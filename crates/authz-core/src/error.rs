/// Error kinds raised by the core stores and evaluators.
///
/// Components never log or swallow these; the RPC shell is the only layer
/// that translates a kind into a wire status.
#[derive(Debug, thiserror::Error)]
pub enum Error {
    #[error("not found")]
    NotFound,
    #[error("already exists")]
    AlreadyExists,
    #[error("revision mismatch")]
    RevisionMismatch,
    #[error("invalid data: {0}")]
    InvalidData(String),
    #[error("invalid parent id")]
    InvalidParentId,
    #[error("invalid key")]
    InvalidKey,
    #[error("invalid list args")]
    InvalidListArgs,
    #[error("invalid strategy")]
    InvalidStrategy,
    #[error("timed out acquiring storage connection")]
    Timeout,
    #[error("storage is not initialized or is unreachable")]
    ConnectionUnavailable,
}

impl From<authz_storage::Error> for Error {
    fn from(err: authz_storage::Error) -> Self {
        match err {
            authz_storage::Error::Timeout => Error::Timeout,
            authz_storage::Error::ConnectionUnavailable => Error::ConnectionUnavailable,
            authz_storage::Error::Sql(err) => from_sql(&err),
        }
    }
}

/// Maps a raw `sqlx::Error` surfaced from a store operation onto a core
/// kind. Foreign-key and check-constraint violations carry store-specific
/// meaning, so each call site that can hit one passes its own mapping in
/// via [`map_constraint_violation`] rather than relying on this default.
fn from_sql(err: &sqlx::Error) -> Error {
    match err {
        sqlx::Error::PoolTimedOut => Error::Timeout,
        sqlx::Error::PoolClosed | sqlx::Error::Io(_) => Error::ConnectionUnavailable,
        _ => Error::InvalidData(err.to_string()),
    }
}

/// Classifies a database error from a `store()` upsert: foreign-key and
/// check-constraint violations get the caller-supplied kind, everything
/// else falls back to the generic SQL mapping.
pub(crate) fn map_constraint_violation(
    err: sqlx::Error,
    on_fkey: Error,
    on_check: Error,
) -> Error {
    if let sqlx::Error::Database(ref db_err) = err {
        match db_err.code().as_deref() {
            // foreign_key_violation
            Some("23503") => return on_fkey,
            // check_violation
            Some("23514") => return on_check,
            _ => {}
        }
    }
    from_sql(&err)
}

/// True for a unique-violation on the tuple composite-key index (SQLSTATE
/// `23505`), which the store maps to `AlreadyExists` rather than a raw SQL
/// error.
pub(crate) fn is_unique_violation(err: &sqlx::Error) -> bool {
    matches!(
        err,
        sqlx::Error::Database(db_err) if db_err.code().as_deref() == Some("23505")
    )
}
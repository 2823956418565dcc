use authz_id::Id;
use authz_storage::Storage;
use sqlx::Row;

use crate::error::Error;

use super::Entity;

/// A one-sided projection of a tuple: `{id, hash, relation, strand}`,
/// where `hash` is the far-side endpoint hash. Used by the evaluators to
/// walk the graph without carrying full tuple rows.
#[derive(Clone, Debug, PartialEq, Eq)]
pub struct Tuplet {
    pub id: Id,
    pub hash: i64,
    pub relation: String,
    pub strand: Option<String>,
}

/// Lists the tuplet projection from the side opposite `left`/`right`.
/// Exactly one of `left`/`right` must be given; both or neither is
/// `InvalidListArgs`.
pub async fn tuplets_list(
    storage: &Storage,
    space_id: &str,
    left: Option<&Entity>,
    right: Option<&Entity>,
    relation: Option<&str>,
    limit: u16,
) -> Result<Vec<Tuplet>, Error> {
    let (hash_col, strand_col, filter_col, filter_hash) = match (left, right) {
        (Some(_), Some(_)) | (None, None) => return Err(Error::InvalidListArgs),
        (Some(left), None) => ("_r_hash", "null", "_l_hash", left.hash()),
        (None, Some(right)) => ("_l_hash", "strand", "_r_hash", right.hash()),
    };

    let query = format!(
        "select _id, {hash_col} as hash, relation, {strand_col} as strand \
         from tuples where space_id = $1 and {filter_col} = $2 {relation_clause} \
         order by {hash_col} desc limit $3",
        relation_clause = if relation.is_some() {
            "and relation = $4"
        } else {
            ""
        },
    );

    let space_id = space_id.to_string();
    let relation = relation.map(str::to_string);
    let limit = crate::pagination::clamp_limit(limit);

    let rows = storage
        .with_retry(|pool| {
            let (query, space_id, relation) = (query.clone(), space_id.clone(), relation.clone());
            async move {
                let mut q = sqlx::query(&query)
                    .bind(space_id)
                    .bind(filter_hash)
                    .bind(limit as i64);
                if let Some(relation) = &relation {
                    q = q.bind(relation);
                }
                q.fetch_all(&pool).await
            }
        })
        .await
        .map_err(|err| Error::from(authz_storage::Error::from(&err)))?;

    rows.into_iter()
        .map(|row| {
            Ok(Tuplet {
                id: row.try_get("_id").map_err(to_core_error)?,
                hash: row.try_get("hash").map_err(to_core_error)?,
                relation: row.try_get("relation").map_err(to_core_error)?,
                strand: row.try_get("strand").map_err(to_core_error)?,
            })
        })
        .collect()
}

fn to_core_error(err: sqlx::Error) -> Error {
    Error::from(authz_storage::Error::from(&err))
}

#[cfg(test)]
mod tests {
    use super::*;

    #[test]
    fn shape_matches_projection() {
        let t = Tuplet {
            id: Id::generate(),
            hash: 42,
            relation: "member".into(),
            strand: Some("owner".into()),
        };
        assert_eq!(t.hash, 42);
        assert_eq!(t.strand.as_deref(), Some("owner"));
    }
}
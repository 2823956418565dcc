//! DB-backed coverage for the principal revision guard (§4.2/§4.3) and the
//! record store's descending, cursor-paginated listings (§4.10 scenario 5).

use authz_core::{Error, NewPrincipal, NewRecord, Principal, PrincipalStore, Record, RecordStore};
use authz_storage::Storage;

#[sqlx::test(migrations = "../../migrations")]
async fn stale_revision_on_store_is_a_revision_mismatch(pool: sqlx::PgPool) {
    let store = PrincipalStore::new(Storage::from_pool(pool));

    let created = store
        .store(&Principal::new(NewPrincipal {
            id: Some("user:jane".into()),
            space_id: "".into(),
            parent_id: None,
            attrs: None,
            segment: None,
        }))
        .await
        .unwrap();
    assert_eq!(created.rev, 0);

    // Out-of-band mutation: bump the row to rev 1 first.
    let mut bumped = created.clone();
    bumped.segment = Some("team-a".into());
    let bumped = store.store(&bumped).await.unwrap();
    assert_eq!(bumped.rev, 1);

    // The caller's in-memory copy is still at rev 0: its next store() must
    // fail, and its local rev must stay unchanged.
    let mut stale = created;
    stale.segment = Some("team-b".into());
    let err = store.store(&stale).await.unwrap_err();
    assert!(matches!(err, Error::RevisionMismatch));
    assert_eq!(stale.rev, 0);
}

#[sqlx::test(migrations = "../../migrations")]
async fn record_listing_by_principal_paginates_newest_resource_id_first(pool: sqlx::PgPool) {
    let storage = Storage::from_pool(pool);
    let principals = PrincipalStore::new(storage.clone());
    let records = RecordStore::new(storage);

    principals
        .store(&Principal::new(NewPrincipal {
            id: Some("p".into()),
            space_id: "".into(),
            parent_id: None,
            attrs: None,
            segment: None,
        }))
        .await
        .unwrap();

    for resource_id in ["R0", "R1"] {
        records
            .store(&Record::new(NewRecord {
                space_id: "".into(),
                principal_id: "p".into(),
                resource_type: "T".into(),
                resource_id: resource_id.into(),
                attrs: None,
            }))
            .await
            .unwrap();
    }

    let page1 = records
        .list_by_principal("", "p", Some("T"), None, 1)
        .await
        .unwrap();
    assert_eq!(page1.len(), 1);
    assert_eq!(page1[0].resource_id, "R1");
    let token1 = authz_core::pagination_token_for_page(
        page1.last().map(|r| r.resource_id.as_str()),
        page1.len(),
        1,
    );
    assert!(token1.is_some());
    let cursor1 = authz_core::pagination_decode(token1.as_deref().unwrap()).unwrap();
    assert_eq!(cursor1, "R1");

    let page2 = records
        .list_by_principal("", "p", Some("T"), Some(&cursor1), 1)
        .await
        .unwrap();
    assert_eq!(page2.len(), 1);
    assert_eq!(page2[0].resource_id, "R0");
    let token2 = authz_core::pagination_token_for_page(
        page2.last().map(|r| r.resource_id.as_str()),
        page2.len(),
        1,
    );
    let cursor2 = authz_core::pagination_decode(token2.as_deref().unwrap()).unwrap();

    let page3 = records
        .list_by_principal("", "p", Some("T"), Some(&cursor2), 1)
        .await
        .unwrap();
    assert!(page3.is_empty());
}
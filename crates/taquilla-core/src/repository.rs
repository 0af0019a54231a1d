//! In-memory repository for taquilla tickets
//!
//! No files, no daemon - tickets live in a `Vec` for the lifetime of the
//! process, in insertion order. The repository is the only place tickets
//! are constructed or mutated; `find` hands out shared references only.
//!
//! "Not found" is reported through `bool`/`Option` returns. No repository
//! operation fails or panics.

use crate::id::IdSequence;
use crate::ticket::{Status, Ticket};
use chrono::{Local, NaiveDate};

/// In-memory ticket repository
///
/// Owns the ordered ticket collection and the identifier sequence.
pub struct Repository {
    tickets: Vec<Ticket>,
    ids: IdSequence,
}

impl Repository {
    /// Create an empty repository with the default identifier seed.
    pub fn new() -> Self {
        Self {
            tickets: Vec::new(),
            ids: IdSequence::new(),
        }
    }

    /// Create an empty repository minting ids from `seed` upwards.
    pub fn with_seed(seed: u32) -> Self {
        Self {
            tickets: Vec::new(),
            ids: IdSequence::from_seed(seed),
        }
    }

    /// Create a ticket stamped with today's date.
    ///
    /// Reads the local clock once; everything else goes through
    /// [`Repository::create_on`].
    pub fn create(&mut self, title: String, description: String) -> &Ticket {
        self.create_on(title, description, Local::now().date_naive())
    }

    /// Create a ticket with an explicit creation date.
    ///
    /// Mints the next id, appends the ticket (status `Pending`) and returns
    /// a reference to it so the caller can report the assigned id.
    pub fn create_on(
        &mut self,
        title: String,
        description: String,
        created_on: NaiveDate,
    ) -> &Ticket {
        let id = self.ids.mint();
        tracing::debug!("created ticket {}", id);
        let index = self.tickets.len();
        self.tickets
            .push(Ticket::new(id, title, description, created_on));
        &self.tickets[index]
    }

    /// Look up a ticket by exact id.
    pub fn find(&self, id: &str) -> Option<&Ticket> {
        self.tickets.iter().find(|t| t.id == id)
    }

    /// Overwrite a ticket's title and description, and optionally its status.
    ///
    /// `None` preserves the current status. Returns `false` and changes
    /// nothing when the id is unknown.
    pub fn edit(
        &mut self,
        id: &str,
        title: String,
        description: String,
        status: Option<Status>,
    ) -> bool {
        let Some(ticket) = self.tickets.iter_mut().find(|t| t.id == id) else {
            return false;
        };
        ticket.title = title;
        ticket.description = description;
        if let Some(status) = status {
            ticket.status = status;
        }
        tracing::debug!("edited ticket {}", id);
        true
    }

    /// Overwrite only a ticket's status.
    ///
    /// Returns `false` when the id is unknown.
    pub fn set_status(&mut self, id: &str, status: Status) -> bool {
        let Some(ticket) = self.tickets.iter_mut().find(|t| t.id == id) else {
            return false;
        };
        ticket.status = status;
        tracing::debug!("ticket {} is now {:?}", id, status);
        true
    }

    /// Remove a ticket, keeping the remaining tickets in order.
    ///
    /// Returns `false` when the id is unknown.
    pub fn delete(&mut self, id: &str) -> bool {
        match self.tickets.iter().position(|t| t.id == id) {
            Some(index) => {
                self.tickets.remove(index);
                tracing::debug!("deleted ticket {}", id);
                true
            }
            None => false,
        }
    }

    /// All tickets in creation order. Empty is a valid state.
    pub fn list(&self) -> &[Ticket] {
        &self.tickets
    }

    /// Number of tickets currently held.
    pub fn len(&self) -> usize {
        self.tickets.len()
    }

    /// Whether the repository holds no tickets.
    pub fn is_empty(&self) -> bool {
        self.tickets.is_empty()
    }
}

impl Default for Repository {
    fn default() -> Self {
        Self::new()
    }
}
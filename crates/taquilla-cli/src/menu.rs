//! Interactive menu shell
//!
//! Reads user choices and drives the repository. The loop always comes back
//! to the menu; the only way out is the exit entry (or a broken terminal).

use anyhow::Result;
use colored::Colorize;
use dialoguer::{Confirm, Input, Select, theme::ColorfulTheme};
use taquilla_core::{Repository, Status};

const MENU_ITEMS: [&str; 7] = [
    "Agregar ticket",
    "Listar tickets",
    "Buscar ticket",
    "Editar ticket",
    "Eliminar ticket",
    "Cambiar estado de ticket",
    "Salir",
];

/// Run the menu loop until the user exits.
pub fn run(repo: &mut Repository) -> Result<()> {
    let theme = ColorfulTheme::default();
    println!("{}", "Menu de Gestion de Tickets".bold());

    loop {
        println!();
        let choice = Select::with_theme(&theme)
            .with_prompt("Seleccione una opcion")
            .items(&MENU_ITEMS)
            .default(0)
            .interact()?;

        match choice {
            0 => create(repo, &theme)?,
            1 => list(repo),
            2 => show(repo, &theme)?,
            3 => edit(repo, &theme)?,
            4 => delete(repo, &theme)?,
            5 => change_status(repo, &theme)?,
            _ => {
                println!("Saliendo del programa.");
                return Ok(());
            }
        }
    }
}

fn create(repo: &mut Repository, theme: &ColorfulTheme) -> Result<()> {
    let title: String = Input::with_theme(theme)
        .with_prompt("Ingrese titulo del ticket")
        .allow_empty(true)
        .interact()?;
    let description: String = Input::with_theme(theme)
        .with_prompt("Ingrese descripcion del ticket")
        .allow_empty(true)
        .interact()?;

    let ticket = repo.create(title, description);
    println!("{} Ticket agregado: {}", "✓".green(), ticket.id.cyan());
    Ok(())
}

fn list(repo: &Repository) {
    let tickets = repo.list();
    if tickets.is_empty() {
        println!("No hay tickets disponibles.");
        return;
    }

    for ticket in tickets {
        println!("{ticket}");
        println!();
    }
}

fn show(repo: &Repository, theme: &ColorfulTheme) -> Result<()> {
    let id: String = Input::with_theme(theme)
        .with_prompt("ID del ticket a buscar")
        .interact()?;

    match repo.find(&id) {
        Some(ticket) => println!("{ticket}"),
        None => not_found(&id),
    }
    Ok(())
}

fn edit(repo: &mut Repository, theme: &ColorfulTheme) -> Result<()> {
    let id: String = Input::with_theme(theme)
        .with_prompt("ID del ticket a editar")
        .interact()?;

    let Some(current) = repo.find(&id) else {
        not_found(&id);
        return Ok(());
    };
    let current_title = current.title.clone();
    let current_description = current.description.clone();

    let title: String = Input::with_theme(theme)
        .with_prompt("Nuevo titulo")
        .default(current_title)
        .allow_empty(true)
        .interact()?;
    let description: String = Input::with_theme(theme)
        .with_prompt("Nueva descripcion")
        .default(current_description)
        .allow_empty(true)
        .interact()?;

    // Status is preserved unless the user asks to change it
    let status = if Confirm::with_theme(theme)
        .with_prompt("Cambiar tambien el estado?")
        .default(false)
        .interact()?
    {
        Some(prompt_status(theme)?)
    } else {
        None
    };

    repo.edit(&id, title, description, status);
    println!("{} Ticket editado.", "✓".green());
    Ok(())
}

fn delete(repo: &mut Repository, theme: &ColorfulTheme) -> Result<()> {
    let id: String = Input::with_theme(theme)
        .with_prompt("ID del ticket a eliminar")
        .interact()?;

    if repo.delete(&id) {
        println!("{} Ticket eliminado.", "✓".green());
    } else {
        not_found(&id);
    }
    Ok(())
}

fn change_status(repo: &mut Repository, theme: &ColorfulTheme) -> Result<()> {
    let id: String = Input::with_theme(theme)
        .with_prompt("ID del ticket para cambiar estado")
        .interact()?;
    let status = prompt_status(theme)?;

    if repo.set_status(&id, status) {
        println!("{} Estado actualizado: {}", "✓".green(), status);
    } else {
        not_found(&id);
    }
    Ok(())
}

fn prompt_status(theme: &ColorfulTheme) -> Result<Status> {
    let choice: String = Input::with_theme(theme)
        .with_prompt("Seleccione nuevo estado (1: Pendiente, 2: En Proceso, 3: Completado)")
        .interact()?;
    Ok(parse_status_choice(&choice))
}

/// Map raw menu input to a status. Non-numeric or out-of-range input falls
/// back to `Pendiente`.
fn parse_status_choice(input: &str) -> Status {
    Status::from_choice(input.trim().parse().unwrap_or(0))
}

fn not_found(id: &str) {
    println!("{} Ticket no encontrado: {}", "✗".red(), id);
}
============
-- Problem requirements --
Search the material for the string "falls" and return each line that has it.

-- Response to this exercise --
/// else falls back to the generic SQL mapping.
/// Map raw menu input to a status. Non-numeric or out-of-range input falls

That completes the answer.